Background: For many diseases with known causative mutations, screening methods have been developed to detect whether people have a high risk of becoming sick, even before the onset of the actual disease.

Over the last few years, the cost of full genome sequencing has gone down so that, in some cases, it might be cheaper to collect the complete genome sequence of patients with a high risk of carrying variants associated with the disease, rather than using targeted screening procedures.

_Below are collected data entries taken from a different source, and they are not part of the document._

#![allow(dead_code)]

use shareloc::core::rpc::{
    DirectFunctions, InverseFunctions, Normalization, RationalFunction, RpcParams, NB_COEFFS,
};
use shareloc::Rpc;
use std::fmt::Write as _;
use std::path::{Path, PathBuf};

pub fn init_logging() {
    let _ = env_logger::builder().is_test(true).try_init();
}

/// Rational function with a unit denominator and the given numerator terms
pub fn linear(terms: &[(usize, f64)]) -> RationalFunction {
    let mut numerator = [0.0; NB_COEFFS];
    for &(i, c) in terms {
        numerator[i] = c;
    }
    let mut denominator = [0.0; NB_COEFFS];
    denominator[0] = 1.0;
    RationalFunction::new(numerator, denominator)
}

/// 10000x10000 pixel north-up sensor around (7E, 43N) whose columns drift with altitude
pub fn scene_params() -> RpcParams {
    RpcParams {
        driver_type: "synthetic".to_string(),
        col: Normalization::new(5000.0, 5000.0),
        row: Normalization::new(5000.0, 5000.0),
        alt: Normalization::new(500.0, 1000.0),
        lon: Normalization::new(7.0, 0.1),
        lat: Normalization::new(43.0, 0.1),
        direct: Some(DirectFunctions {
            lon: linear(&[(1, 1.0), (3, -0.1)]),
            lat: linear(&[(2, -1.0)]),
        }),
        inverse: Some(InverseFunctions {
            col: linear(&[(1, 1.0), (3, 0.1)]),
            row: linear(&[(2, -1.0)]),
        }),
    }
}

pub fn scene_rpc() -> Rpc {
    Rpc::new(scene_params()).unwrap()
}

/// 100x100 pixel stereo pair around (7E, 43N); altitude shifts columns in opposite directions
pub fn stereo_pair() -> (Rpc, Rpc) {
    let build = |drift: f64| {
        Rpc::new(RpcParams {
            driver_type: "synthetic".to_string(),
            col: Normalization::new(50.0, 50.0),
            row: Normalization::new(50.0, 50.0),
            alt: Normalization::new(0.0, 1000.0),
            lon: Normalization::new(7.0, 0.01),
            lat: Normalization::new(43.0, 0.01),
            direct: Some(DirectFunctions {
                lon: linear(&[(1, 1.0), (3, -drift)]),
                lat: linear(&[(2, -1.0)]),
            }),
            inverse: Some(InverseFunctions {
                col: linear(&[(1, 1.0), (3, drift)]),
                row: linear(&[(2, -1.0)]),
            }),
        })
        .unwrap()
    };
    (build(0.1), build(-0.1))
}

fn join(values: impl IntoIterator<Item = f64>) -> String {
    values
        .into_iter()
        .map(|v| v.to_string())
        .collect::<Vec<_>>()
        .join(" ")
}

fn rfm(function: &RationalFunction) -> String {
    join(function.numerator.iter().chain(function.denominator.iter()).copied())
}

/// DIMAP v1 RPC document holding `params`
pub fn dimap_document(params: &RpcParams, profile_version: &str) -> String {
    let direct = params.direct.as_ref().unwrap();
    let inverse = params.inverse.as_ref().unwrap();
    let validity = |name: &str, norm: &Normalization| {
        format!("<{0}><A>{1}</A><B>{2}</B></{0}>", name, norm.scale, norm.offset)
    };

    format!(
        r#"<?xml version="1.0" encoding="UTF-8"?>
<Dimap_Document name="RPC_TEST.XML">
  <Metadata_Identification>
    <METADATA_FORMAT version="{version}">DIMAP_PHR</METADATA_FORMAT>
    <METADATA_PROFILE version="{version}">PHR_SENSOR</METADATA_PROFILE>
  </Metadata_Identification>
  <Rational_Function_Model>
    <Global_RFM>
      <F_ROW>{f_row}</F_ROW>
      <F_COL>{f_col}</F_COL>
      <F_LON>{f_lon}</F_LON>
      <F_LAT>{f_lat}</F_LAT>
    </Global_RFM>
    <RFM_Validity>
      {lon}
      {lat}
      {alt}
      {col}
      {row}
    </RFM_Validity>
  </Rational_Function_Model>
</Dimap_Document>
"#,
        version = profile_version,
        f_row = rfm(&inverse.row),
        f_col = rfm(&inverse.col),
        f_lon = rfm(&direct.lon),
        f_lat = rfm(&direct.lat),
        lon = validity("Lon", &params.lon),
        lat = validity("Lat", &params.lat),
        alt = validity("Alt", &params.alt),
        col = validity("Col", &params.col),
        row = validity("Row", &params.row),
    )
}

/// OSSIM keyword list with the inverse coefficients of `params`
pub fn ossim_keyword_list(params: &RpcParams) -> String {
    let inverse = params.inverse.as_ref().unwrap();
    let mut kwl = String::from("type: ossimPleiadesModel\npolynomial_format: B\n");
    for (key, norm) in [
        ("samp", &params.col),
        ("line", &params.row),
        ("height", &params.alt),
        ("long", &params.lon),
        ("lat", &params.lat),
    ] {
        writeln!(kwl, "{}_off: {}", key, norm.offset).unwrap();
        writeln!(kwl, "{}_scale: {}", key, norm.scale).unwrap();
    }
    for (axis, function) in [("samp", &inverse.col), ("line", &inverse.row)] {
        for i in 0..NB_COEFFS {
            writeln!(kwl, "{}_num_coeff_{:02}: {}", axis, i, function.numerator[i]).unwrap();
        }
        for i in 0..NB_COEFFS {
            writeln!(kwl, "{}_den_coeff_{:02}: {}", axis, i, function.denominator[i]).unwrap();
        }
    }
    kwl
}

/// Euclidium coefficient file; `inverse` selects the inverse or direct set
pub fn euclidium_file(params: &RpcParams, inverse: bool) -> String {
    let (kind, x, y, inputs, outputs) = if inverse {
        let f = params.inverse.as_ref().unwrap();
        (
            "Fonction_rationnelle_Inverse",
            &f.col,
            &f.row,
            [("XIN", &params.lon), ("YIN", &params.lat)],
            [("XOUT", &params.col), ("YOUT", &params.row)],
        )
    } else {
        let f = params.direct.as_ref().unwrap();
        (
            "Fonction_rationnelle_Directe",
            &f.lon,
            &f.lat,
            [("XIN", &params.col), ("YIN", &params.row)],
            [("XOUT", &params.lon), ("YOUT", &params.lat)],
        )
    };

    let mut text = String::new();
    writeln!(text, ">>\tTYPE_OBJET : {}", kind).unwrap();
    for (name, norm) in inputs
        .iter()
        .chain([("ZIN", &params.alt)].iter())
        .chain(outputs.iter())
    {
        writeln!(text, ">>\t{}_OFFSET : unit {} {}", name, norm.offset, norm.scale).unwrap();
    }
    for (name, values) in [
        ("PXOUT", &x.numerator),
        ("QXOUT", &x.denominator),
        ("PYOUT", &y.numerator),
        ("QYOUT", &y.denominator),
    ] {
        writeln!(text, ">>\tCOEFF POLYNOME {}", name).unwrap();
        for (i, v) in values.iter().enumerate() {
            writeln!(text, "{}\t{}", i, v).unwrap();
        }
    }
    text
}

pub fn write_file(dir: &Path, name: &str, content: &str) -> PathBuf {
    let path = dir.join(name);
    std::fs::write(&path, content).unwrap();
    path
}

Cystic fibrosis is a complex disease, where patients often manifest the following symptoms: problems with lung functions, diabetes and infertility. From a genetic point of view, there are several mutations associated with this disease. In particular, the CFTR gene (short for Cystic Fibrosis Transmembrane Conductance Regulator) encodes an ion channel protein acting in epithelial cells, and carries several non-synonymous genetic variants, with alterations leading to premature stop codons, that are known to cause the disease.

Goal: In this assignment, you have access to the human reference genome as well as the genome annotation. In addition, you have full genome sequence data from five individuals from a family at risk of carrying mutations related to the disease.

Your task is to write a Python program that will extract the CFTR gene, translate the gene sequence to its corresponding amino-acid sequence and based on the inferred amino-acid sequence determine whether any of the five given individuals is affected.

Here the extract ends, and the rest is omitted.